La célèbre enseigne américaine Sears dépose le bilan après plus d'un siècle d'existence. Dès le départ ce prédécesseur physique d'Amazon, qualifié d'Original Everything Store par le New York Times,vendait en effet de tout : vêtements, jouets, voire même des pierres tombales. Vendeur de cataloques à ses débuts en 1886, Sears a d'abord tiré profit de l'émergence du marché de consommation et ensuite de la prosporité de la  classe moyenne de l'après-guerre.

 

Mais dépuis la montée du e-commerce, la chaîne, aux mains de l'investisseur Edward Lampert depuis 1995, a très vite périclité. Durant cette dernière décennie, Lampert a cédé bon nombre de propriétés rentables de l'entreprise, notamment des noms de marque et des biens immobiliers. Ceci a entraîné un long et pénible déclin de l'enseigne. En dix ans le nombre d'employés a chuté de 302.000 à 68.000. Plus de 1000 magasins ont déjà fermé leurs portes et aujourd'hui il n'en reste plus que 700, mais 142 fermetures supplémentaires sont déjà programmées. Ces cinq dernières années Sears a accumulé 5,8 milliards de dollars (5 milliards d'euros) de pertes. Dans le dossier déposé auprès du tribunal, l'entreprise a déclaré 11,3 milliards de dollars (9,7 milliards d'euros) de dettes et 7 milliards de dollars (6 milliards d'euros) d'actifs.

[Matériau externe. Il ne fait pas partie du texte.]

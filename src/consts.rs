pub const FRAME_WIDTH: usize = 64;
pub const FRAME_HEIGHT: usize = 32;
pub const OPCODE_BYTES: u16 = 2;
pub const MEM_SIZE: usize = 4096;
pub const REG_COUNT: usize = 16;
pub const STACK_DEPTH: usize = 16;
pub const KEY_COUNT: usize = 16;
pub const FLAG_REG: usize = 0xF;

pub const LOAD_ADDR: u16 = 0x200;
pub const PROGRAM_CAPACITY: usize = MEM_SIZE - LOAD_ADDR as usize;

pub const GLYPH_BYTES: usize = 5;
pub const FONT_SET_SIZE: usize = 80;

// The reference machine paced instructions at 100 Hz and timers at 50 Hz.
// The conventional platform ticks timers at 60 Hz instead; kept as constants
// so either can be matched against test ROMs.
pub const STEP_HZ: u32 = 100;
pub const TICK_HZ: u32 = 50;

pub const DISPLAY_SCALE: u32 = 10;

pub const FONT_SET: [u8; FONT_SET_SIZE] = [
    0xF0, 0x90, 0x90, 0x90, 0xF0, // 0
    0x20, 0x60, 0x20, 0x20, 0x70, // 1
    0xF0, 0x10, 0xF0, 0x80, 0xF0, // 2
    0xF0, 0x10, 0xF0, 0x10, 0xF0, // 3
    0x90, 0x90, 0xF0, 0x10, 0x10, // 4
    0xF0, 0x80, 0xF0, 0x10, 0xF0, // 5
    0xF0, 0x80, 0xF0, 0x90, 0xF0, // 6
    0xF0, 0x10, 0x20, 0x40, 0x40, // 7
    0xF0, 0x90, 0xF0, 0x90, 0xF0, // 8
    0xF0, 0x90, 0xF0, 0x10, 0xF0, // 9
    0xF0, 0x90, 0xF0, 0x90, 0x90, // A
    0xE0, 0x90, 0xE0, 0x90, 0xE0, // B
    0xF0, 0x80, 0x80, 0x80, 0xF0, // C
    0xE0, 0x90, 0x90, 0x90, 0xE0, // D
    0xF0, 0x80, 0xF0, 0x80, 0xF0, // E
    0xF0, 0x80, 0xF0, 0x80, 0x80, // F
];
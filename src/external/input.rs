use sdl2::event::Event;
use sdl2::keyboard::Keycode;

use crate::core::machine::Keypad;
use std::cell::RefCell;
use std::rc::Rc;

/// Conventional 4x4 keypad layout on the left of a QWERTY keyboard:
/// 1234 / QWER / ASDF / ZXCV.
fn keypad_index(key: Keycode) -> Option<usize> {
    match key {
        Keycode::Num1 => Some(0x1),
        Keycode::Num2 => Some(0x2),
        Keycode::Num3 => Some(0x3),
        Keycode::Num4 => Some(0xC),
        Keycode::Q => Some(0x4),
        Keycode::W => Some(0x5),
        Keycode::E => Some(0x6),
        Keycode::R => Some(0xD),
        Keycode::A => Some(0x7),
        Keycode::S => Some(0x8),
        Keycode::D => Some(0x9),
        Keycode::F => Some(0xE),
        Keycode::Z => Some(0xA),
        Keycode::X => Some(0x0),
        Keycode::C => Some(0xB),
        Keycode::V => Some(0xF),
        _ => None,
    }
}

pub struct KeyboardDriver {
    events: sdl2::EventPump,
    pub keypad: Rc<RefCell<Keypad>>,
}

impl KeyboardDriver {
    pub fn new(context: &sdl2::Sdl, keypad: &Rc<RefCell<Keypad>>) -> Result<Self, String> {
        Ok(KeyboardDriver {
            events: context.event_pump()?,
            keypad: Rc::clone(keypad),
        })
    }

    /// Drains pending events into the shared keypad snapshot. Key-down
    /// transitions set the press latch; key repeat is ignored. Returns false
    /// once the user asked to quit.
    pub fn poll(&mut self) -> bool {
        for event in self.events.poll_iter() {
            match event {
                Event::Quit { .. }
                | Event::KeyDown {
                    keycode: Some(Keycode::Escape),
                    ..
                } => return false,
                Event::KeyDown {
                    keycode: Some(key),
                    repeat: false,
                    ..
                } => {
                    if let Some(i) = keypad_index(key) {
                        self.keypad.borrow_mut().press(i);
                    }
                }
                Event::KeyUp {
                    keycode: Some(key), ..
                } => {
                    if let Some(i) = keypad_index(key) {
                        self.keypad.borrow_mut().release(i);
                    }
                }
                _ => continue,
            }
        }
        true
    }
}
pub mod cpu;
pub mod decode;
pub mod machine;
pub mod rom;
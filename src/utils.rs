/// Splits a 16-bit instruction word into its four nibbles, high to low.
pub fn nibbles(word: u16) -> (u8, u8, u8, u8) {
    (
        ((word & 0xF000) >> 12) as u8,
        ((word & 0x0F00) >> 8) as u8,
        ((word & 0x00F0) >> 4) as u8,
        (word & 0x000F) as u8,
    )
}
use std::fs::File;
use std::io::prelude::*;
use std::path::Path;

use log::info;

use crate::error::VmError;

/// A raw program image. Fit against the program space is checked when the
/// image is copied into machine memory, not here.
#[derive(Debug, Default)]
pub struct Rom {
    pub bytes: Vec<u8>,
}

impl Rom {
    pub fn from_file<P: AsRef<Path>>(path: P) -> Result<Self, VmError> {
        let path = path.as_ref();
        let mut file = File::open(path).map_err(|err| {
            if err.kind() == std::io::ErrorKind::NotFound {
                VmError::ResourceNotFound {
                    path: path.display().to_string(),
                }
            } else {
                VmError::Io(err)
            }
        })?;
        let mut bytes = Vec::new();
        file.read_to_end(&mut bytes)?;
        info!("read {} bytes from {}", bytes.len(), path.display());
        Ok(Rom { bytes })
    }
}
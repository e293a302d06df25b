use crate::error::VmError;
use crate::utils;

/// One decoded instruction. Register selectors are plain indices; the
/// machine's bounded accessors re-check them at execution time.
#[derive(Debug, PartialEq, Eq, Clone, Copy)]
pub enum Instruction {
    /// 00E0
    ClearScreen,
    /// 00EE
    Return,
    /// 1NNN
    Jump(u16),
    /// 2NNN
    Call(u16),
    /// 3XNN
    SkipEqImm(usize, u8),
    /// 4XNN
    SkipNeImm(usize, u8),
    /// 5XY0
    SkipEqReg(usize, usize),
    /// 6XNN
    LoadImm(usize, u8),
    /// 7XNN
    AddImm(usize, u8),
    /// 8XY0
    Move(usize, usize),
    /// 8XY1
    Or(usize, usize),
    /// 8XY2
    And(usize, usize),
    /// 8XY3
    Xor(usize, usize),
    /// 8XY4
    AddReg(usize, usize),
    /// 8XY5
    SubReg(usize, usize),
    /// 8XY6
    ShiftRight(usize),
    /// 8XY7
    SubFrom(usize, usize),
    /// 8XYE
    ShiftLeft(usize),
    /// 9XY0
    SkipNeReg(usize, usize),
    /// ANNN
    LoadIndex(u16),
    /// BNNN
    JumpOffset(u16),
    /// CXNN
    Random(usize, u8),
    /// DXYN
    Draw(usize, usize, u8),
    /// EX9E
    SkipKeyDown(usize),
    /// EXA1
    SkipKeyUp(usize),
    /// FX07
    ReadDelay(usize),
    /// FX0A
    WaitKey(usize),
    /// FX15
    SetDelay(usize),
    /// FX18
    SetSound(usize),
    /// FX1E
    AddIndex(usize),
    /// FX29
    FontIndex(usize),
    /// FX33
    StoreBcd(usize),
    /// FX55
    StoreRegs(usize),
    /// FX65
    LoadRegs(usize),
}

impl Instruction {
    /// Decodes an instruction word, or reports a `DecodeFault` for any
    /// word whose nibbles match none of the 35 baseline opcodes.
    pub fn decode(word: u16) -> Result<Instruction, VmError> {
        let (op, x, y, n) = utils::nibbles(word);
        let x = x as usize;
        let y = y as usize;
        let nn = (word & 0x00FF) as u8;
        let nnn = word & 0x0FFF;

        let instr = match (op, x, y, n) {
            (0x0, 0x0, 0xE, 0x0) => Instruction::ClearScreen,
            (0x0, 0x0, 0xE, 0xE) => Instruction::Return,
            (0x1, _, _, _) => Instruction::Jump(nnn),
            (0x2, _, _, _) => Instruction::Call(nnn),
            (0x3, _, _, _) => Instruction::SkipEqImm(x, nn),
            (0x4, _, _, _) => Instruction::SkipNeImm(x, nn),
            (0x5, _, _, 0x0) => Instruction::SkipEqReg(x, y),
            (0x6, _, _, _) => Instruction::LoadImm(x, nn),
            (0x7, _, _, _) => Instruction::AddImm(x, nn),
            (0x8, _, _, 0x0) => Instruction::Move(x, y),
            (0x8, _, _, 0x1) => Instruction::Or(x, y),
            (0x8, _, _, 0x2) => Instruction::And(x, y),
            (0x8, _, _, 0x3) => Instruction::Xor(x, y),
            (0x8, _, _, 0x4) => Instruction::AddReg(x, y),
            (0x8, _, _, 0x5) => Instruction::SubReg(x, y),
            (0x8, _, _, 0x6) => Instruction::ShiftRight(x),
            (0x8, _, _, 0x7) => Instruction::SubFrom(x, y),
            (0x8, _, _, 0xE) => Instruction::ShiftLeft(x),
            (0x9, _, _, 0x0) => Instruction::SkipNeReg(x, y),
            (0xA, _, _, _) => Instruction::LoadIndex(nnn),
            (0xB, _, _, _) => Instruction::JumpOffset(nnn),
            (0xC, _, _, _) => Instruction::Random(x, nn),
            (0xD, _, _, _) => Instruction::Draw(x, y, n),
            (0xE, _, 0x9, 0xE) => Instruction::SkipKeyDown(x),
            (0xE, _, 0xA, 0x1) => Instruction::SkipKeyUp(x),
            (0xF, _, 0x0, 0x7) => Instruction::ReadDelay(x),
            (0xF, _, 0x0, 0xA) => Instruction::WaitKey(x),
            (0xF, _, 0x1, 0x5) => Instruction::SetDelay(x),
            (0xF, _, 0x1, 0x8) => Instruction::SetSound(x),
            (0xF, _, 0x1, 0xE) => Instruction::AddIndex(x),
            (0xF, _, 0x2, 0x9) => Instruction::FontIndex(x),
            (0xF, _, 0x3, 0x3) => Instruction::StoreBcd(x),
            (0xF, _, 0x5, 0x5) => Instruction::StoreRegs(x),
            (0xF, _, 0x6, 0x5) => Instruction::LoadRegs(x),
            _ => return Err(VmError::DecodeFault(word)),
        };
        Ok(instr)
    }
}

Le propriétaire croit encore à l'avenir

Selon le plan de réorganisation, qui accompagne la demande de faillite, Sears aurait obtenu un nouveau prêt de 300 millions de dollars (près de 260 millions d'euros) auprès de Wall Street, afin d'assurer les stocks et le paiement des employés au moins jusqu'après la période des fêtes. En outre, un prêt supplémentaire de 300 millions de dollars serait en cours de négociation auprès d'ESL Investments, le fonds d'investissement de Lampert. "ESL a investi du temps et de l'argent dans Sears, parce que nous croyons que l'entreprise  a un avenir" explique le CEO et actionnaire majoritaire. Lampert démissionne de son poste de CEO et confie ses tâches quotidiennes à un triumvirat de dirigeants haut placés de l'entreprise. Neanmoins il restera président du conseil d'administration.


Ce dépôt de bilan intervient maintenant parce que l'entreprise aurait dû rembourser aujourd'hui un emprunt de 134 millions de dollars (115 millions d'euros). L'avenir de Sears inquiète également bon nombre d'autres retailers américains, car Sears demeure le pôle d'attraction dans bon nombre de centres commerciaux.